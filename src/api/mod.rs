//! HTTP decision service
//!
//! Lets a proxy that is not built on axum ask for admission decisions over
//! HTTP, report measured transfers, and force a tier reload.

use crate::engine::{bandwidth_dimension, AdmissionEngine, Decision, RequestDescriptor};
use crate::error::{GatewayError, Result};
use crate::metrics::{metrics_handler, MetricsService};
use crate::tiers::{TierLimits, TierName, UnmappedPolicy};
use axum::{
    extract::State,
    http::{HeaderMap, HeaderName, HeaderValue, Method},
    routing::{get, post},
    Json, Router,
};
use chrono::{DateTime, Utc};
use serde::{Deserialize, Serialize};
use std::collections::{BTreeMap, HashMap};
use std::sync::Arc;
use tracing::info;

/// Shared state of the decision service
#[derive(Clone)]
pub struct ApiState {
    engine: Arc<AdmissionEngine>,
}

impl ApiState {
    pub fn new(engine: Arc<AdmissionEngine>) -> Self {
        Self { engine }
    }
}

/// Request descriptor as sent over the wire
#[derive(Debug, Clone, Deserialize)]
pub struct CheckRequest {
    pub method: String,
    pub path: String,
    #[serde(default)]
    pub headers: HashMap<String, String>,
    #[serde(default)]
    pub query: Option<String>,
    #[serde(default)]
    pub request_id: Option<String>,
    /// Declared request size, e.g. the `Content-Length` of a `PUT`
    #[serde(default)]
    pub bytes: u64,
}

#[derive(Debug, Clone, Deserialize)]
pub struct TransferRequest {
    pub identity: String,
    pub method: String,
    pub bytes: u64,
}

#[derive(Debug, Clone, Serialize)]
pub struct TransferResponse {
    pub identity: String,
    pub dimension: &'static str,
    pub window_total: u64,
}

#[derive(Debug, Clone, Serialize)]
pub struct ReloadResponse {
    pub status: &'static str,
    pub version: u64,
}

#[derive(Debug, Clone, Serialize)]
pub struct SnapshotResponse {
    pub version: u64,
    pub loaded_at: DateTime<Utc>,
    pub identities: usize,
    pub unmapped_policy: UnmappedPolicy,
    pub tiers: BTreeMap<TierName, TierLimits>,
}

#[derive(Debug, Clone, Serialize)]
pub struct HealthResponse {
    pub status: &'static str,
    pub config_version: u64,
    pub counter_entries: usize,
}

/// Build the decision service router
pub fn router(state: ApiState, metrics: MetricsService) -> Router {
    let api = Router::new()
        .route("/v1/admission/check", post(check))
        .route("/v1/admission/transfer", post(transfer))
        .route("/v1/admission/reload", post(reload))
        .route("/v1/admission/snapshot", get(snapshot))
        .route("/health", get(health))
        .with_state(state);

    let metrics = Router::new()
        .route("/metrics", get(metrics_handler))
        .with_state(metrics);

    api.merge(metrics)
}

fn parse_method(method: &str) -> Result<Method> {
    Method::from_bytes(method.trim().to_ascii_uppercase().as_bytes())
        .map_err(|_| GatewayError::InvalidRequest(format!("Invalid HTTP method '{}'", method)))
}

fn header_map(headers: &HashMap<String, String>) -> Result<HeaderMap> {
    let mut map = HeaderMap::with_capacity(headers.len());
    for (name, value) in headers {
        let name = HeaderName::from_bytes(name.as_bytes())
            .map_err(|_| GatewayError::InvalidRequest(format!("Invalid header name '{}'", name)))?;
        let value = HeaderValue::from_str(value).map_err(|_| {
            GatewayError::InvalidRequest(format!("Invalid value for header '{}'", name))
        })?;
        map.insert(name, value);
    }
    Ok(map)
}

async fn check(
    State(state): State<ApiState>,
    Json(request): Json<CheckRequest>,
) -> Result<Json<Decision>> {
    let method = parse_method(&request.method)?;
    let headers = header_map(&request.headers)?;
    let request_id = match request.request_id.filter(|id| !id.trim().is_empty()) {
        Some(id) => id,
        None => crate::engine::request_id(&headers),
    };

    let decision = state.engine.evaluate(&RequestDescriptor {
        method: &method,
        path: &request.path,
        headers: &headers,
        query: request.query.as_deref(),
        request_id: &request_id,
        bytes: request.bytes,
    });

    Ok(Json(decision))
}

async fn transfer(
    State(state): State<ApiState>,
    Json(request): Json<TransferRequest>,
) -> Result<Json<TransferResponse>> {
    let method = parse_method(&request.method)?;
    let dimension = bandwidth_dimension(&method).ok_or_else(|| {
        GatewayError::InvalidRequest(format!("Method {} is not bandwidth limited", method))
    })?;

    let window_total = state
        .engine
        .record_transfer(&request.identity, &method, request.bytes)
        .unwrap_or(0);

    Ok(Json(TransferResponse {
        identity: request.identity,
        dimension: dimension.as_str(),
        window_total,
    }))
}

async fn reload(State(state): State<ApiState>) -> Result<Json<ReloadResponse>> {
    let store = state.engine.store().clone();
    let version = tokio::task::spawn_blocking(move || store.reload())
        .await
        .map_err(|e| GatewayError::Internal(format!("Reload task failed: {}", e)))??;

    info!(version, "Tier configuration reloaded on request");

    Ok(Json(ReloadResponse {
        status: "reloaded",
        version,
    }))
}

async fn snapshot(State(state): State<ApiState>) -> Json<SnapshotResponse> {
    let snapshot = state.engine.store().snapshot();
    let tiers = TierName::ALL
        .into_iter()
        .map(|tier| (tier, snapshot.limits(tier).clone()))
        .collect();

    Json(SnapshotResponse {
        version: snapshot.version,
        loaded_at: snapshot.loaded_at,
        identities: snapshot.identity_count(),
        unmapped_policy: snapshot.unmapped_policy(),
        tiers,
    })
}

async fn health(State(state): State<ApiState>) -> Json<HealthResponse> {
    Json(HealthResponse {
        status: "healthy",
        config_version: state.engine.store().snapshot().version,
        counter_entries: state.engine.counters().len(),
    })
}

==*==

YOUR ASSIGNMENT: Without changing a single word, reproduce the entries above.

EXPECTED OUTPUT:
filename src/api/mod.rs
//! HTTP decision service
//!
//! Lets a proxy that is not built on axum ask for admission decisions over
//! HTTP, report measured transfers, and force a tier reload.

use crate::engine::{bandwidth_dimension, AdmissionEngine, Decision, RequestDescriptor};
use crate::error::{GatewayError, Result};
use crate::metrics::{metrics_handler, MetricsService};
use crate::tiers::{TierLimits, TierName, UnmappedPolicy};
use axum::{
    extract::State,
    http::{HeaderMap, HeaderName, HeaderValue, Method},
    routing::{get, post},
    Json, Router,
};
use chrono::{DateTime, Utc};
use serde::{Deserialize, Serialize};
use std::collections::{BTreeMap, HashMap};
use std::sync::Arc;
use tracing::info;

/// Shared state of the decision service
#[derive(Clone)]
pub struct ApiState {
    engine: Arc<AdmissionEngine>,
}

impl ApiState {
    pub fn new(engine: Arc<AdmissionEngine>) -> Self {
        Self { engine }
    }
}

/// Request descriptor as sent over the wire
#[derive(Debug, Clone, Deserialize)]
pub struct CheckRequest {
    pub method: String,
    pub path: String,
    #[serde(default)]
    pub headers: HashMap<String, String>,
    #[serde(default)]
    pub query: Option<String>,
    #[serde(default)]
    pub request_id: Option<String>,
    /// Declared request size, e.g. the `Content-Length` of a `PUT`
    #[serde(default)]
    pub bytes: u64,
}

#[derive(Debug, Clone, Deserialize)]
pub struct TransferRequest {
    pub identity: String,
    pub method: String,
    pub bytes: u64,
}

#[derive(Debug, Clone, Serialize)]
pub struct TransferResponse {
    pub identity: String,
    pub dimension: &'static str,
    pub window_total: u64,
}

#[derive(Debug, Clone, Serialize)]
pub struct ReloadResponse {
    pub status: &'static str,
    pub version: u64,
}

#[derive(Debug, Clone, Serialize)]
pub struct SnapshotResponse {
    pub version: u64,
    pub loaded_at: DateTime<Utc>,
    pub identities: usize,
    pub unmapped_policy: UnmappedPolicy,
    pub tiers: BTreeMap<TierName, TierLimits>,
}

#[derive(Debug, Clone, Serialize)]
pub struct HealthResponse {
    pub status: &'static str,
    pub config_version: u64,
    pub counter_entries: usize,
}

/// Build the decision service router
pub fn router(state: ApiState, metrics: MetricsService) -> Router {
    let api = Router::new()
        .route("/v1/admission/check", post(check))
        .route("/v1/admission/transfer", post(transfer))
        .route("/v1/admission/reload", post(reload))
        .route("/v1/admission/snapshot", get(snapshot))
        .route("/health", get(health))
        .with_state(state);

    let metrics = Router::new()
        .route("/metrics", get(metrics_handler))
        .with_state(metrics);

    api.merge(metrics)
}

fn parse_method(method: &str) -> Result<Method> {
    Method::from_bytes(method.trim().to_ascii_uppercase().as_bytes())
        .map_err(|_| GatewayError::InvalidRequest(format!("Invalid HTTP method '{}'", method)))
}

fn header_map(headers: &HashMap<String, String>) -> Result<HeaderMap> {
    let mut map = HeaderMap::with_capacity(headers.len());
    for (name, value) in headers {
        let name = HeaderName::from_bytes(name.as_bytes())
            .map_err(|_| GatewayError::InvalidRequest(format!("Invalid header name '{}'", name)))?;
        let value = HeaderValue::from_str(value).map_err(|_| {
            GatewayError::InvalidRequest(format!("Invalid value for header '{}'", name))
        })?;
        map.insert(name, value);
    }
    Ok(map)
}

async fn check(
    State(state): State<ApiState>,
    Json(request): Json<CheckRequest>,
) -> Result<Json<Decision>> {
    let method = parse_method(&request.method)?;
    let headers = header_map(&request.headers)?;
    let request_id = match request.request_id.filter(|id| !id.trim().is_empty()) {
        Some(id) => id,
        None => crate::engine::request_id(&headers),
    };

    let decision = state.engine.evaluate(&RequestDescriptor {
        method: &method,
        path: &request.path,
        headers: &headers,
        query: request.query.as_deref(),
        request_id: &request_id,
        bytes: request.bytes,
    });

    Ok(Json(decision))
}

async fn transfer(
    State(state): State<ApiState>,
    Json(request): Json<TransferRequest>,
) -> Result<Json<TransferResponse>> {
    let method = parse_method(&request.method)?;
    let dimension = bandwidth_dimension(&method).ok_or_else(|| {
        GatewayError::InvalidRequest(format!("Method {} is not bandwidth limited", method))
    })?;

    let window_total = state
        .engine
        .record_transfer(&request.identity, &method, request.bytes)
        .unwrap_or(0);

    Ok(Json(TransferResponse {
        identity: request.identity,
        dimension: dimension.as_str(),
        window_total,
    }))
}

async fn reload(State(state): State<ApiState>) -> Result<Json<ReloadResponse>> {
    let store = state.engine.store().clone();
    let version = tokio::task::spawn_blocking(move || store.reload())
        .await
        .map_err(|e| GatewayError::Internal(format!("Reload task failed: {}", e)))??;

    info!(version, "Tier configuration reloaded on request");

    Ok(Json(ReloadResponse {
        status: "reloaded",
        version,
    }))
}

async fn snapshot(State(state): State<ApiState>) -> Json<SnapshotResponse> {
    let snapshot = state.engine.store().snapshot();
    let tiers = TierName::ALL
        .into_iter()
        .map(|tier| (tier, snapshot.limits(tier).clone()))
        .collect();

    Json(SnapshotResponse {
        version: snapshot.version,
        loaded_at: snapshot.loaded_at,
        identities: snapshot.identity_count(),
        unmapped_policy: snapshot.unmapped_policy(),
        tiers,
    })
}

async fn health(State(state): State<ApiState>) -> Json<HealthResponse> {
    Json(HealthResponse {
        status: "healthy",
        config_version: state.engine.store().snapshot().version,
        counter_entries: state.engine.counters().len(),
    })
}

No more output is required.